Friday 30 August 2013

Men of violence



Yesterday I asked you how you felt about the IRA. Today let me expand that a bit and ask how you feel about ‘men of violence’. You know that phrase well - it was used by unionist politicians and the SDLP to describe paramilitary groups here, particularly the IRA. Men of violence. Rejectionists of democracy and the peaceful resolution of difference.

I ask this because I was listening to Nigel Dodds on the radio this morning and he made it clear that he is a man of violence. Not a paramilitary, I hasten to add, and not even one of those who voted yesterday in the British House of Commons for military ‘intervention’ in Syria.  Nigel was against Cameron’s request for carte blanche. And Nigel’s side, mercifully, won. Nigel conceded that he’d favour a ‘surgical strike’ in Syria, but that wasn’t on the cards. That’s why I say Nigel is a ‘man of violence’. If he believes the conditions are right, he’ll use violence. (And I hope you haven't missed the irony of 'surgical strike'. Surgery is normally used to removed diseased tissue and help the patient live. Surgical strikes are normally used to identify undesirable areas and help kill everyone there. 

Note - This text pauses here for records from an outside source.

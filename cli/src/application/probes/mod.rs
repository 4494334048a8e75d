//! Probe bodies: one module per host check.
//!
//! Each body reaches the host only through port traits and returns a
//! [`ProbeVerdict`](crate::domain::ProbeVerdict). An `Err` means the probe
//! could not reach a verdict; the validation service turns it into an
//! `Error` outcome.

pub mod enhanced_networking;
pub mod free_disk_space;
pub mod instance_profile;
pub mod operating_system;
pub mod repo_access;
pub mod ssh_configuration;
pub mod ssm_agent;
pub mod third_party_software;

/// Message for a program that the probe needs but `PATH` does not provide.
pub(crate) fn missing_command(program: &str) -> String {
    format!("Command '{program}' not in PATH")
}
//! `TerminalReporter`: Presentation-layer implementation of `ProgressReporter`.
//!
//! Wraps `&OutputContext` and implements the `application::ports::ProgressReporter`
//! trait so application services can emit progress events without depending on
//! any presentation type directly.

use std::cell::RefCell;

use indicatif::ProgressBar;
use owo_colors::OwoColorize as _;

use crate::application::ports::ProgressReporter;
use crate::output::{OutputContext, progress};

/// Terminal progress reporter that wraps an `OutputContext`.
///
/// On a TTY, `step()` drives a single spinner; otherwise it prints
/// `"  → {message}"`. `success()` and `warn()` print `✓`/`!` lines. All output
/// is suppressed when `ctx.quiet`.
pub struct TerminalReporter<'a> {
    ctx: &'a OutputContext,
    spinner: RefCell<Option<ProgressBar>>,
}

impl<'a> TerminalReporter<'a> {
    #[must_use]
    pub fn new(ctx: &'a OutputContext) -> Self {
        Self {
            ctx,
            spinner: RefCell::new(None),
        }
    }

    fn clear_spinner(&self) {
        if let Some(pb) = self.spinner.borrow_mut().take() {
            pb.finish_and_clear();
        }
    }

    fn print_line(&self, line: &str) {
        match self.spinner.borrow().as_ref() {
            Some(pb) => pb.suspend(|| println!("{line}")),
            None => println!("{line}"),
        }
    }
}

impl ProgressReporter for TerminalReporter<'_> {
    fn step(&self, message: &str) {
        if self.ctx.quiet {
            return;
        }
        if !self.ctx.show_progress() {
            println!("  {} {message}", "→".style(self.ctx.styles.info));
            return;
        }
        let mut slot = self.spinner.borrow_mut();
        match slot.as_ref() {
            Some(pb) => pb.set_message(message.to_string()),
            None => *slot = Some(progress::spinner(message)),
        }
    }

    fn success(&self, message: &str) {
        if self.ctx.quiet {
            return;
        }
        self.clear_spinner();
        println!("  {} {message}", "✓".style(self.ctx.styles.success));
    }

    fn warn(&self, message: &str) {
        if self.ctx.quiet {
            return;
        }
        self.print_line(&format!("  {} {message}", "!".style(self.ctx.styles.warning)));
    }
}

impl Drop for TerminalReporter<'_> {
    fn drop(&mut self) {
        self.clear_spinner();
    }
}
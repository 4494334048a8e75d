//! JSON output helpers.
//!
//! Every `--json` code path prints one pretty-printed document on stdout.

use anyhow::{Context, Result};
use serde::Serialize;

/// Pretty-print any serializable value.
///
/// # Errors
///
/// Returns an error if JSON serialization fails.
pub fn to_pretty<T: Serialize + ?Sized>(value: &T) -> Result<String> {
    serde_json::to_string_pretty(value).context("JSON serialization failed")
}

/// Format a JSON error object for a command that failed before producing a
/// report.
///
/// ```json
/// {
///   "error": true,
///   "message": "...",
///   "code": "..."
/// }
/// ```
///
/// # Errors
///
/// Returns an error if JSON serialization fails.
pub fn format_error(message: &str, code: &str) -> Result<String> {
    let obj = serde_json::json!({
        "error": true,
        "message": message,
        "code": code,
    });
    to_pretty(&obj)
}

/// Renders reports as JSON documents on stdout.
pub struct JsonRenderer;

impl JsonRenderer {
    /// # Errors
    ///
    /// Returns an error if JSON serialization fails.
    pub fn render<T: Serialize + ?Sized>(&self, value: &T) -> Result<()> {
        println!("{}", to_pretty(value)?);
        Ok(())
    }
}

Meanwhile those on the other side of the House from Nigel were reassuring us that there was ‘incontrovertible’ evidence that the Assad regime was responsible for the use of chemical weapons. Under pressure, it emerged that while the UN team has found no evidence that Assad did the vile deed, ‘intelligence’  had assured the Yanks that it was definitely Assad  who dun it. In other words ‘We say it happened like this, so it happened like this. Trust us’.

Right. Like we trusted the US when they used napalm in Vietnam in the 1970s, or in the 1940s when they used the atomic bomb (there’s the ultimate example of terrorism, if that’s what you’re looking for) or any of the other ghastly ways the West has of killing people. 

Which brings us to something near the nub of things: what’s so different about chemical weapons? Yes, they’re forbidden by the Chemical Weapons Convention and international rules of war, but I repeat: what’s so different about them? Cluster bombs, drones, nuclear weapons, plain old bullets -  all of these things are designed to rip apart the human frame or to end its functioning as a living entity. So the West’s embargo on Iraq which killed so many Iraqi infants because of lack of medical supply - that’s more or less OK. But chemical weapons: uh-uh. Red line. No cross. 

At the danger of sounding like a broken record: Syria is all about oil. It produces a healthy amount of oil itself, but its geographical positioning is what makes it really vital to the West’s interest. It’s close to pipelines and sea routes that carry much of the world’s crude oil. Like the Suez Canal, or the Suez-Mediterranean pipeline, which moves oil from the Persian Gulf to the Mediterranean. An attack on Syria could disrupt these vital channels, which is why the Americans and others are so keen to stick their oar into the conflict in Syria. 

And you thought it was because the suffering of the Syrian people had touched the hearts of Barack Obama and David Cameron, Virginia. Alas no. The truth is, Obama and Cameron don’t have hearts. And the place in their heads which would normally house a conscience is, I’m afraid, Virginia, quite empty.